— WORK INSTRUCTION —
Would you write out all of the data exactly as it appears below?

— TASK MATERIAL —
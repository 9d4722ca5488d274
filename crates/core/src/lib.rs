pub mod calendar;
pub mod config;
pub mod config_loader;
pub mod error;
pub mod events;
pub mod impact;
pub mod input;
pub mod price;
pub mod sentiment;

pub use calendar::{MarketCalendar, MarketSession};
pub use config::{
    AlignmentConfig, AnalysisConfig, BootstrapConfig, CategoryWeights, CoverageWindow,
    EngagementThresholds, EngineConfig, KeywordSet, MethodologyConfig, MinimumSamples,
    OffHoursPolicy, PartitionConfig, PatternSet, QualityConfig, SentimentEncoding,
    SeverityPenalties,
};
pub use config_loader::ConfigLoader;
pub use error::{EngineError, Flag, MarketDataError, SentimentError};
pub use events::{parse_events, parse_timestamp, Engagement, Event, RawEvent};
pub use impact::{HorizonResult, HorizonStatus, ImpactRecord};
pub use input::validate_inputs;
pub use price::{MarketDataSource, PriceBar, PriceSeries};
pub use sentiment::{
    complete_labels, label_events, Classification, KeywordSentiment, SentimentCategory,
    SentimentLabel, SentimentSource, KEYWORD_FALLBACK_SOURCE,
};
//! Consistency: identifiers, labels, and the declared coverage window agree.

use std::collections::{BTreeMap, BTreeSet};

use crate::context::ValidationContext;
use crate::types::{QualityCategory, Severity, ValidationIssue};

const CATEGORY: QualityCategory = QualityCategory::Consistency;

pub fn check(ctx: &ValidationContext<'_>) -> Vec<ValidationIssue> {
    let mut issues = Vec::new();

    let mut id_counts: BTreeMap<&str, usize> = BTreeMap::new();
    for event in ctx.events {
        *id_counts.entry(event.id.as_str()).or_default() += 1;
    }
    let duplicated: Vec<&str> = id_counts
        .iter()
        .filter(|(_, n)| **n > 1)
        .map(|(id, _)| *id)
        .collect();
    if !duplicated.is_empty() {
        issues.push(ValidationIssue::new(
            CATEGORY,
            Severity::High,
            format!(
                "{} event ids appear more than once (first: {})",
                duplicated.len(),
                duplicated[0]
            ),
            "Deduplicate events before alignment; duplicates double-count impact",
        ));
    }

    if let Some(window) = ctx.config.coverage {
        let outside = ctx
            .events
            .iter()
            .filter(|e| !window.contains(e.timestamp))
            .count();
        if outside > 0 {
            issues.push(ValidationIssue::new(
                CATEGORY,
                Severity::Medium,
                format!(
                    "{} events fall outside the declared window {} to {}",
                    outside,
                    window.start.format("%Y-%m-%d"),
                    window.end.format("%Y-%m-%d")
                ),
                "Filter events to the declared window or correct the window",
            ));
        }
    }

    let mut label_counts: BTreeMap<&str, usize> = BTreeMap::new();
    for label in ctx.labels {
        *label_counts.entry(label.event_id.as_str()).or_default() += 1;
    }

    let unlabeled = id_counts
        .keys()
        .filter(|id| !label_counts.contains_key(*id))
        .count();
    if unlabeled > 0 {
        issues.push(ValidationIssue::new(
            CATEGORY,
            Severity::Medium,
            format!("{} events have no sentiment label", unlabeled),
            "Classify every event; unlabeled events fall back to keyword sentiment",
        ));
    }

    let known: BTreeSet<&str> = id_counts.keys().copied().collect();
    let orphaned = label_counts.keys().filter(|id| !known.contains(*id)).count();
    if orphaned > 0 {
        issues.push(ValidationIssue::new(
            CATEGORY,
            Severity::Low,
            format!("{} labels reference unknown events", orphaned),
            "Drop labels for events outside this dataset",
        ));
    }

    let relabeled = label_counts.values().filter(|n| **n > 1).count();
    if relabeled > 0 {
        issues.push(ValidationIssue::new(
            CATEGORY,
            Severity::Low,
            format!("{} events carry more than one label; the first is used", relabeled),
            "Keep one label per event",
        ));
    }

    issues
}

#[cfg(test)]
mod tests {
    use super::*;
    use crate::checks::fixtures;
    use chrono::Duration;
    use sentiment_impact_core::{CoverageWindow, SentimentCategory, SentimentLabel};

    fn labels_for(events: &[sentiment_impact_core::Event]) -> Vec<SentimentLabel> {
        events
            .iter()
            .map(|e| SentimentLabel::new(e.id.clone(), SentimentCategory::Bullish, 0.8, "llm"))
            .collect()
    }

    #[test]
    fn clean_inputs_have_no_issues() {
        let events = fixtures::events(5, 24);
        let labels = labels_for(&events);
        let config = fixtures::config();
        let ctx = ValidationContext::new(&events, &labels, &[], &config);

        assert!(check(&ctx).is_empty());
    }

    #[test]
    fn duplicate_ids_are_high() {
        let mut events = fixtures::events(3, 24);
        events.push(events[0].clone());
        let labels = labels_for(&events[..3]);
        let config = fixtures::config();
        let ctx = ValidationContext::new(&events, &labels, &[], &config);

        let issues = check(&ctx);
        assert_eq!(issues.len(), 1);
        assert_eq!(issues[0].severity, Severity::High);
        assert!(issues[0].message.contains("e000"));
    }

    #[test]
    fn events_outside_window_are_medium() {
        let events = fixtures::events(5, 24);
        let labels = labels_for(&events);
        let mut config = fixtures::config();
        config.coverage = Some(CoverageWindow {
            start: fixtures::start(),
            end: fixtures::start() + Duration::days(2),
        });
        let ctx = ValidationContext::new(&events, &labels, &[], &config);

        let issues = check(&ctx);
        assert_eq!(issues.len(), 1);
        assert_eq!(issues[0].severity, Severity::Medium);
        assert!(issues[0].message.starts_with("2 events"));
    }

    #[test]
    fn label_mismatches_are_reported() {
        let events = fixtures::events(3, 24);
        let mut labels = labels_for(&events[..2]);
        labels.push(labels[0].clone());
        labels.push(SentimentLabel::new("ghost", SentimentCategory::Neutral, 0.5, "llm"));
        let config = fixtures::config();
        let ctx = ValidationContext::new(&events, &labels, &[], &config);

        let severities: Vec<Severity> = check(&ctx).iter().map(|i| i.severity).collect();
        assert_eq!(severities, vec![Severity::Medium, Severity::Low, Severity::Low]);
    }
}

— OUTPUT OF THE TASK —
repository 9d4722ca5488d274
filename crates/core/src/lib.rs
pub mod calendar;
pub mod config;
pub mod config_loader;
pub mod error;
pub mod events;
pub mod impact;
pub mod input;
pub mod price;
pub mod sentiment;

pub use calendar::{MarketCalendar, MarketSession};
pub use config::{
    AlignmentConfig, AnalysisConfig, BootstrapConfig, CategoryWeights, CoverageWindow,
    EngagementThresholds, EngineConfig, KeywordSet, MethodologyConfig, MinimumSamples,
    OffHoursPolicy, PartitionConfig, PatternSet, QualityConfig, SentimentEncoding,
    SeverityPenalties,
};
pub use config_loader::ConfigLoader;
pub use error::{EngineError, Flag, MarketDataError, SentimentError};
pub use events::{parse_events, parse_timestamp, Engagement, Event, RawEvent};
pub use impact::{HorizonResult, HorizonStatus, ImpactRecord};
pub use input::validate_inputs;
pub use price::{MarketDataSource, PriceBar, PriceSeries};
pub use sentiment::{
    complete_labels, label_events, Classification, KeywordSentiment, SentimentCategory,
    SentimentLabel, SentimentSource, KEYWORD_FALLBACK_SOURCE,
};
//! Consistency: identifiers, labels, and the declared coverage window agree.

use std::collections::{BTreeMap, BTreeSet};

use crate::context::ValidationContext;
use crate::types::{QualityCategory, Severity, ValidationIssue};

const CATEGORY: QualityCategory = QualityCategory::Consistency;

pub fn check(ctx: &ValidationContext<'_>) -> Vec<ValidationIssue> {
    let mut issues = Vec::new();

    let mut id_counts: BTreeMap<&str, usize> = BTreeMap::new();
    for event in ctx.events {
        *id_counts.entry(event.id.as_str()).or_default() += 1;
    }
    let duplicated: Vec<&str> = id_counts
        .iter()
        .filter(|(_, n)| **n > 1)
        .map(|(id, _)| *id)
        .collect();
    if !duplicated.is_empty() {
        issues.push(ValidationIssue::new(
            CATEGORY,
            Severity::High,
            format!(
                "{} event ids appear more than once (first: {})",
                duplicated.len(),
                duplicated[0]
            ),
            "Deduplicate events before alignment; duplicates double-count impact",
        ));
    }

    if let Some(window) = ctx.config.coverage {
        let outside = ctx
            .events
            .iter()
            .filter(|e| !window.contains(e.timestamp))
            .count();
        if outside > 0 {
            issues.push(ValidationIssue::new(
                CATEGORY,
                Severity::Medium,
                format!(
                    "{} events fall outside the declared window {} to {}",
                    outside,
                    window.start.format("%Y-%m-%d"),
                    window.end.format("%Y-%m-%d")
                ),
                "Filter events to the declared window or correct the window",
            ));
        }
    }

    let mut label_counts: BTreeMap<&str, usize> = BTreeMap::new();
    for label in ctx.labels {
        *label_counts.entry(label.event_id.as_str()).or_default() += 1;
    }

    let unlabeled = id_counts
        .keys()
        .filter(|id| !label_counts.contains_key(*id))
        .count();
    if unlabeled > 0 {
        issues.push(ValidationIssue::new(
            CATEGORY,
            Severity::Medium,
            format!("{} events have no sentiment label", unlabeled),
            "Classify every event; unlabeled events fall back to keyword sentiment",
        ));
    }

    let known: BTreeSet<&str> = id_counts.keys().copied().collect();
    let orphaned = label_counts.keys().filter(|id| !known.contains(*id)).count();
    if orphaned > 0 {
        issues.push(ValidationIssue::new(
            CATEGORY,
            Severity::Low,
            format!("{} labels reference unknown events", orphaned),
            "Drop labels for events outside this dataset",
        ));
    }

    let relabeled = label_counts.values().filter(|n| **n > 1).count();
    if relabeled > 0 {
        issues.push(ValidationIssue::new(
            CATEGORY,
            Severity::Low,
            format!("{} events carry more than one label; the first is used", relabeled),
            "Keep one label per event",
        ));
    }

    issues
}

#[cfg(test)]
mod tests {
    use super::*;
    use crate::checks::fixtures;
    use chrono::Duration;
    use sentiment_impact_core::{CoverageWindow, SentimentCategory, SentimentLabel};

    fn labels_for(events: &[sentiment_impact_core::Event]) -> Vec<SentimentLabel> {
        events
            .iter()
            .map(|e| SentimentLabel::new(e.id.clone(), SentimentCategory::Bullish, 0.8, "llm"))
            .collect()
    }

    #[test]
    fn clean_inputs_have_no_issues() {
        let events = fixtures::events(5, 24);
        let labels = labels_for(&events);
        let config = fixtures::config();
        let ctx = ValidationContext::new(&events, &labels, &[], &config);

        assert!(check(&ctx).is_empty());
    }

    #[test]
    fn duplicate_ids_are_high() {
        let mut events = fixtures::events(3, 24);
        events.push(events[0].clone());
        let labels = labels_for(&events[..3]);
        let config = fixtures::config();
        let ctx = ValidationContext::new(&events, &labels, &[], &config);

        let issues = check(&ctx);
        assert_eq!(issues.len(), 1);
        assert_eq!(issues[0].severity, Severity::High);
        assert!(issues[0].message.contains("e000"));
    }

    #[test]
    fn events_outside_window_are_medium() {
        let events = fixtures::events(5, 24);
        let labels = labels_for(&events);
        let mut config = fixtures::config();
        config.coverage = Some(CoverageWindow {
            start: fixtures::start(),
            end: fixtures::start() + Duration::days(2),
        });
        let ctx = ValidationContext::new(&events, &labels, &[], &config);

        let issues = check(&ctx);
        assert_eq!(issues.len(), 1);
        assert_eq!(issues[0].severity, Severity::Medium);
        assert!(issues[0].message.starts_with("2 events"));
    }

    #[test]
    fn label_mismatches_are_reported() {
        let events = fixtures::events(3, 24);
        let mut labels = labels_for(&events[..2]);
        labels.push(labels[0].clone());
        labels.push(SentimentLabel::new("ghost", SentimentCategory::Neutral, 0.5, "llm"));
        let config = fixtures::config();
        let ctx = ValidationContext::new(&events, &labels, &[], &config);

        let severities: Vec<Severity> = check(&ctx).iter().map(|i| i.severity).collect();
        assert_eq!(severities, vec![Severity::Medium, Severity::Low, Severity::Low]);
    }
}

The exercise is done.